### EXERCISE PROMPT
The answer must be every entry, given again word for word.

[Dataset entries]
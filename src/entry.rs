//! Cache item storage.
//!
//! Every key admitted to the cache owns exactly one [`CacheItem`]: the payload,
//! its byte size, and the timestamp at which it was inserted. The key itself
//! lives only in the cache's index map (see [`crate::lru`]) and in the history
//! deque; it is never duplicated inside the item.

extern crate alloc;

use core::fmt;

/// A single cached value together with its size and insertion time.
///
/// `size` is fixed at construction and never recomputed, which keeps
/// `LruCore::current_size` a cheap running counter rather than a sum over
/// every entry.
pub struct CacheItem<V> {
    /// The cached payload.
    pub value: V,
    /// Size in bytes, as reported by the caller at insertion time.
    pub size: u64,
    /// Timestamp at which this item was inserted.
    pub timestamp: u64,
}

impl<V> CacheItem<V> {
    /// Creates a new item, stamping it with the current time.
    #[inline]
    pub fn new(value: V, size: u64) -> Self {
        Self {
            value,
            size,
            timestamp: Self::now_nanos(),
        }
    }

    /// Current time in nanoseconds.
    ///
    /// With the `std` feature enabled, this is nanoseconds since the UNIX
    /// epoch. `no_std` builds have no portable clock, so the timestamp is a
    /// monotonically increasing counter instead; it is never used for
    /// eviction decisions, only diagnostics, so the distinction is invisible
    /// to callers.
    #[cfg(feature = "std")]
    fn now_nanos() -> u64 {
        extern crate std;
        use std::time::{SystemTime, UNIX_EPOCH};
        SystemTime::now()
            .duration_since(UNIX_EPOCH)
            .map(|d| d.as_nanos() as u64)
            .unwrap_or(0)
    }

    #[cfg(not(feature = "std"))]
    fn now_nanos() -> u64 {
        use core::sync::atomic::{AtomicU64, Ordering};
        static COUNTER: AtomicU64 = AtomicU64::new(0);
        COUNTER.fetch_add(1, Ordering::Relaxed)
    }
}

impl<V: Clone> Clone for CacheItem<V> {
    fn clone(&self) -> Self {
        Self {
            value: self.value.clone(),
            size: self.size,
            timestamp: self.timestamp,
        }
    }
}

impl<V: fmt::Debug> fmt::Debug for CacheItem<V> {
    fn fmt(&self, f: &mut fmt::Formatter<'_>) -> fmt::Result {
        f.debug_struct("CacheItem")
            .field("value", &self.value)
            .field("size", &self.size)
            .field("timestamp", &self.timestamp)
            .finish()
    }
}
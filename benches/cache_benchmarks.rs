use criterion::{black_box, criterion_group, criterion_main, Criterion};
use fancy_cache::config::LruCacheConfig;
use fancy_cache::LruCache;

const CACHE_BYTES: u64 = 1_000 * 64;
const NUM_OPERATIONS: usize = 10_000;

fn make_cache() -> LruCache<usize, Vec<u8>> {
    let config = LruCacheConfig::new(4096, CACHE_BYTES).unwrap();
    LruCache::new(config)
}

fn bench_put(c: &mut Criterion) {
    c.bench_function("lru_put", |b| {
        let cache = make_cache();
        let mut i = 0usize;
        b.iter(|| {
            cache.put(black_box(i % CACHE_BYTES as usize), black_box(vec![0u8; 32]));
            i += 1;
        });
    });
}

fn bench_get_hit(c: &mut Criterion) {
    let cache = make_cache();
    for i in 0..64 {
        cache.put(i, vec![0u8; 32]);
    }
    c.bench_function("lru_get_hit", |b| {
        let mut i = 0usize;
        b.iter(|| {
            black_box(cache.get(&(i % 64)));
            i += 1;
        });
    });
}

fn bench_get_miss(c: &mut Criterion) {
    let cache = make_cache();
    c.bench_function("lru_get_miss", |b| {
        let mut i = 0usize;
        b.iter(|| {
            black_box(cache.get(&(i + NUM_OPERATIONS)));
            i += 1;
        });
    });
}

criterion_group!(benches, bench_put, bench_get_hit, bench_get_miss);
criterion_main!(benches);
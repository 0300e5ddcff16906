//! Process configuration for the caching proxy.

use std::time::Duration;

/// Substrings whose presence anywhere in a request path make it non-cacheable.
///
/// The second entry is the bare substring `"jspa"`, not `".jspa"` — kept
/// exactly as specified rather than normalized, since the substring match
/// below treats every entry the same way regardless of a leading dot.
pub const EXCLUDED_EXTENSIONS: &[&str] = &[
    ".asp", ".aspx", ".jsp", "jspa", ".jspx", ".pl", ".cgi", ".action", ".do", ".php",
];

/// Bytes read per relay iteration.
pub const RELAY_BUFFER_SIZE: usize = 4096;

/// Default port the proxy listens on.
pub const DEFAULT_PORT: u16 = 8992;

/// Default number of worker threads.
pub const DEFAULT_WORKER_COUNT: usize = 50;

/// Default per-item cache size bound, in bytes.
pub const DEFAULT_MAX_ITEM_SIZE: u64 = 10 * 1024 * 1024;

/// Default total cache size bound, in bytes.
pub const DEFAULT_MAX_TOTAL_SIZE: u64 = 100 * 1024 * 1024;

/// Default relay timeout. Declared but not wired into socket operations by
/// default; see [`ProxyConfig::relay_timeout`].
pub const DEFAULT_RELAY_TIMEOUT: Duration = Duration::from_secs(10);

/// Parsed process configuration, built once at startup and handed by
/// reference to every subsystem that needs it.
#[derive(Debug, Clone)]
pub struct ProxyConfig {
    /// Port to listen on.
    pub port: u16,
    /// Whether the LRU response cache is consulted and populated.
    pub cached: bool,
    /// Whether debug-level log lines are emitted.
    pub verbose: bool,
    /// Number of worker threads draining the connection queue.
    pub worker_count: usize,
    /// Per-item cache size bound, in bytes.
    pub max_item_size: u64,
    /// Total cache size bound, in bytes.
    pub max_total_size: u64,
    /// Not enforced on individual relay reads/writes by default; callers may
    /// wire it into `TcpStream::set_read_timeout`/`set_write_timeout`.
    pub relay_timeout: Duration,
}

impl ProxyConfig {
    /// Builds a config from the CLI surface, filling in the fixed defaults
    /// for everything not exposed as a flag.
    pub fn new(port: u16, cached: bool, verbose: bool) -> Self {
        ProxyConfig {
            port,
            cached,
            verbose,
            worker_count: DEFAULT_WORKER_COUNT,
            max_item_size: DEFAULT_MAX_ITEM_SIZE,
            max_total_size: DEFAULT_MAX_TOTAL_SIZE,
            relay_timeout: DEFAULT_RELAY_TIMEOUT,
        }
    }
}

impl Default for ProxyConfig {
    fn default() -> Self {
        Self::new(DEFAULT_PORT, true, true)
    }
}

/// Whether a request for `path` with verb `verb` may be served from or
/// written to the cache.
///
/// The substring test is intentionally permissive: a path containing e.g.
/// `.php` anywhere, not just as a trailing extension, is non-cacheable.
pub fn cacheable(verb: &str, path: Option<&str>) -> bool {
    let Some(path) = path else {
        return false;
    };
    verb == "GET" && !EXCLUDED_EXTENSIONS.iter().any(|ext| path.contains(ext))
}

#[cfg(test)]
mod tests {
    use super::*;

    #[test]
    fn get_with_plain_path_is_cacheable() {
        assert!(cacheable("GET", Some("/a.html")));
    }

    #[test]
    fn non_get_is_never_cacheable() {
        assert!(!cacheable("POST", Some("/a.html")));
        assert!(!cacheable("HEAD", Some("/a.html")));
    }

    #[test]
    fn excluded_substring_anywhere_in_path_disables_caching() {
        assert!(!cacheable("GET", Some("/x.php")));
        assert!(!cacheable("GET", Some("/x.php?q=1")));
        assert!(!cacheable("GET", Some("/some.phparea/index.html")));
    }

    #[test]
    fn bare_jspa_substring_disables_caching() {
        assert!(!cacheable("GET", Some("/page.jspax")));
    }

    #[test]
    fn absent_path_is_never_cacheable() {
        assert!(!cacheable("GET", None));
    }
}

### RESPONSE
filename src/entry.rs
//! Cache item storage.
//!
//! Every key admitted to the cache owns exactly one [`CacheItem`]: the payload,
//! its byte size, and the timestamp at which it was inserted. The key itself
//! lives only in the cache's index map (see [`crate::lru`]) and in the history
//! deque; it is never duplicated inside the item.

extern crate alloc;

use core::fmt;

/// A single cached value together with its size and insertion time.
///
/// `size` is fixed at construction and never recomputed, which keeps
/// `LruCore::current_size` a cheap running counter rather than a sum over
/// every entry.
pub struct CacheItem<V> {
    /// The cached payload.
    pub value: V,
    /// Size in bytes, as reported by the caller at insertion time.
    pub size: u64,
    /// Timestamp at which this item was inserted.
    pub timestamp: u64,
}

impl<V> CacheItem<V> {
    /// Creates a new item, stamping it with the current time.
    #[inline]
    pub fn new(value: V, size: u64) -> Self {
        Self {
            value,
            size,
            timestamp: Self::now_nanos(),
        }
    }

    /// Current time in nanoseconds.
    ///
    /// With the `std` feature enabled, this is nanoseconds since the UNIX
    /// epoch. `no_std` builds have no portable clock, so the timestamp is a
    /// monotonically increasing counter instead; it is never used for
    /// eviction decisions, only diagnostics, so the distinction is invisible
    /// to callers.
    #[cfg(feature = "std")]
    fn now_nanos() -> u64 {
        extern crate std;
        use std::time::{SystemTime, UNIX_EPOCH};
        SystemTime::now()
            .duration_since(UNIX_EPOCH)
            .map(|d| d.as_nanos() as u64)
            .unwrap_or(0)
    }

    #[cfg(not(feature = "std"))]
    fn now_nanos() -> u64 {
        use core::sync::atomic::{AtomicU64, Ordering};
        static COUNTER: AtomicU64 = AtomicU64::new(0);
        COUNTER.fetch_add(1, Ordering::Relaxed)
    }
}

impl<V: Clone> Clone for CacheItem<V> {
    fn clone(&self) -> Self {
        Self {
            value: self.value.clone(),
            size: self.size,
            timestamp: self.timestamp,
        }
    }
}

impl<V: fmt::Debug> fmt::Debug for CacheItem<V> {
    fn fmt(&self, f: &mut fmt::Formatter<'_>) -> fmt::Result {
        f.debug_struct("CacheItem")
            .field("value", &self.value)
            .field("size", &self.size)
            .field("timestamp", &self.timestamp)
            .finish()
    }
}
filename benches/cache_benchmarks.rs
use criterion::{black_box, criterion_group, criterion_main, Criterion};
use fancy_cache::config::LruCacheConfig;
use fancy_cache::LruCache;

const CACHE_BYTES: u64 = 1_000 * 64;
const NUM_OPERATIONS: usize = 10_000;

fn make_cache() -> LruCache<usize, Vec<u8>> {
    let config = LruCacheConfig::new(4096, CACHE_BYTES).unwrap();
    LruCache::new(config)
}

fn bench_put(c: &mut Criterion) {
    c.bench_function("lru_put", |b| {
        let cache = make_cache();
        let mut i = 0usize;
        b.iter(|| {
            cache.put(black_box(i % CACHE_BYTES as usize), black_box(vec![0u8; 32]));
            i += 1;
        });
    });
}

fn bench_get_hit(c: &mut Criterion) {
    let cache = make_cache();
    for i in 0..64 {
        cache.put(i, vec![0u8; 32]);
    }
    c.bench_function("lru_get_hit", |b| {
        let mut i = 0usize;
        b.iter(|| {
            black_box(cache.get(&(i % 64)));
            i += 1;
        });
    });
}

fn bench_get_miss(c: &mut Criterion) {
    let cache = make_cache();
    c.bench_function("lru_get_miss", |b| {
        let mut i = 0usize;
        b.iter(|| {
            black_box(cache.get(&(i + NUM_OPERATIONS)));
            i += 1;
        });
    });
}

criterion_group!(benches, bench_put, bench_get_hit, bench_get_miss);
criterion_main!(benches);
repository 0300e5ddcff16906
//! Process configuration for the caching proxy.

use std::time::Duration;

/// Substrings whose presence anywhere in a request path make it non-cacheable.
///
/// The second entry is the bare substring `"jspa"`, not `".jspa"` — kept
/// exactly as specified rather than normalized, since the substring match
/// below treats every entry the same way regardless of a leading dot.
pub const EXCLUDED_EXTENSIONS: &[&str] = &[
    ".asp", ".aspx", ".jsp", "jspa", ".jspx", ".pl", ".cgi", ".action", ".do", ".php",
];

/// Bytes read per relay iteration.
pub const RELAY_BUFFER_SIZE: usize = 4096;

/// Default port the proxy listens on.
pub const DEFAULT_PORT: u16 = 8992;

/// Default number of worker threads.
pub const DEFAULT_WORKER_COUNT: usize = 50;

/// Default per-item cache size bound, in bytes.
pub const DEFAULT_MAX_ITEM_SIZE: u64 = 10 * 1024 * 1024;

/// Default total cache size bound, in bytes.
pub const DEFAULT_MAX_TOTAL_SIZE: u64 = 100 * 1024 * 1024;

/// Default relay timeout. Declared but not wired into socket operations by
/// default; see [`ProxyConfig::relay_timeout`].
pub const DEFAULT_RELAY_TIMEOUT: Duration = Duration::from_secs(10);

/// Parsed process configuration, built once at startup and handed by
/// reference to every subsystem that needs it.
#[derive(Debug, Clone)]
pub struct ProxyConfig {
    /// Port to listen on.
    pub port: u16,
    /// Whether the LRU response cache is consulted and populated.
    pub cached: bool,
    /// Whether debug-level log lines are emitted.
    pub verbose: bool,
    /// Number of worker threads draining the connection queue.
    pub worker_count: usize,
    /// Per-item cache size bound, in bytes.
    pub max_item_size: u64,
    /// Total cache size bound, in bytes.
    pub max_total_size: u64,
    /// Not enforced on individual relay reads/writes by default; callers may
    /// wire it into `TcpStream::set_read_timeout`/`set_write_timeout`.
    pub relay_timeout: Duration,
}

impl ProxyConfig {
    /// Builds a config from the CLI surface, filling in the fixed defaults
    /// for everything not exposed as a flag.
    pub fn new(port: u16, cached: bool, verbose: bool) -> Self {
        ProxyConfig {
            port,
            cached,
            verbose,
            worker_count: DEFAULT_WORKER_COUNT,
            max_item_size: DEFAULT_MAX_ITEM_SIZE,
            max_total_size: DEFAULT_MAX_TOTAL_SIZE,
            relay_timeout: DEFAULT_RELAY_TIMEOUT,
        }
    }
}

impl Default for ProxyConfig {
    fn default() -> Self {
        Self::new(DEFAULT_PORT, true, true)
    }
}

/// Whether a request for `path` with verb `verb` may be served from or
/// written to the cache.
///
/// The substring test is intentionally permissive: a path containing e.g.
/// `.php` anywhere, not just as a trailing extension, is non-cacheable.
pub fn cacheable(verb: &str, path: Option<&str>) -> bool {
    let Some(path) = path else {
        return false;
    };
    verb == "GET" && !EXCLUDED_EXTENSIONS.iter().any(|ext| path.contains(ext))
}

#[cfg(test)]
mod tests {
    use super::*;

    #[test]
    fn get_with_plain_path_is_cacheable() {
        assert!(cacheable("GET", Some("/a.html")));
    }

    #[test]
    fn non_get_is_never_cacheable() {
        assert!(!cacheable("POST", Some("/a.html")));
        assert!(!cacheable("HEAD", Some("/a.html")));
    }

    #[test]
    fn excluded_substring_anywhere_in_path_disables_caching() {
        assert!(!cacheable("GET", Some("/x.php")));
        assert!(!cacheable("GET", Some("/x.php?q=1")));
        assert!(!cacheable("GET", Some("/some.phparea/index.html")));
    }

    #[test]
    fn bare_jspa_substring_disables_caching() {
        assert!(!cacheable("GET", Some("/page.jspax")));
    }

    #[test]
    fn absent_path_is_never_cacheable() {
        assert!(!cacheable("GET", None));
    }
}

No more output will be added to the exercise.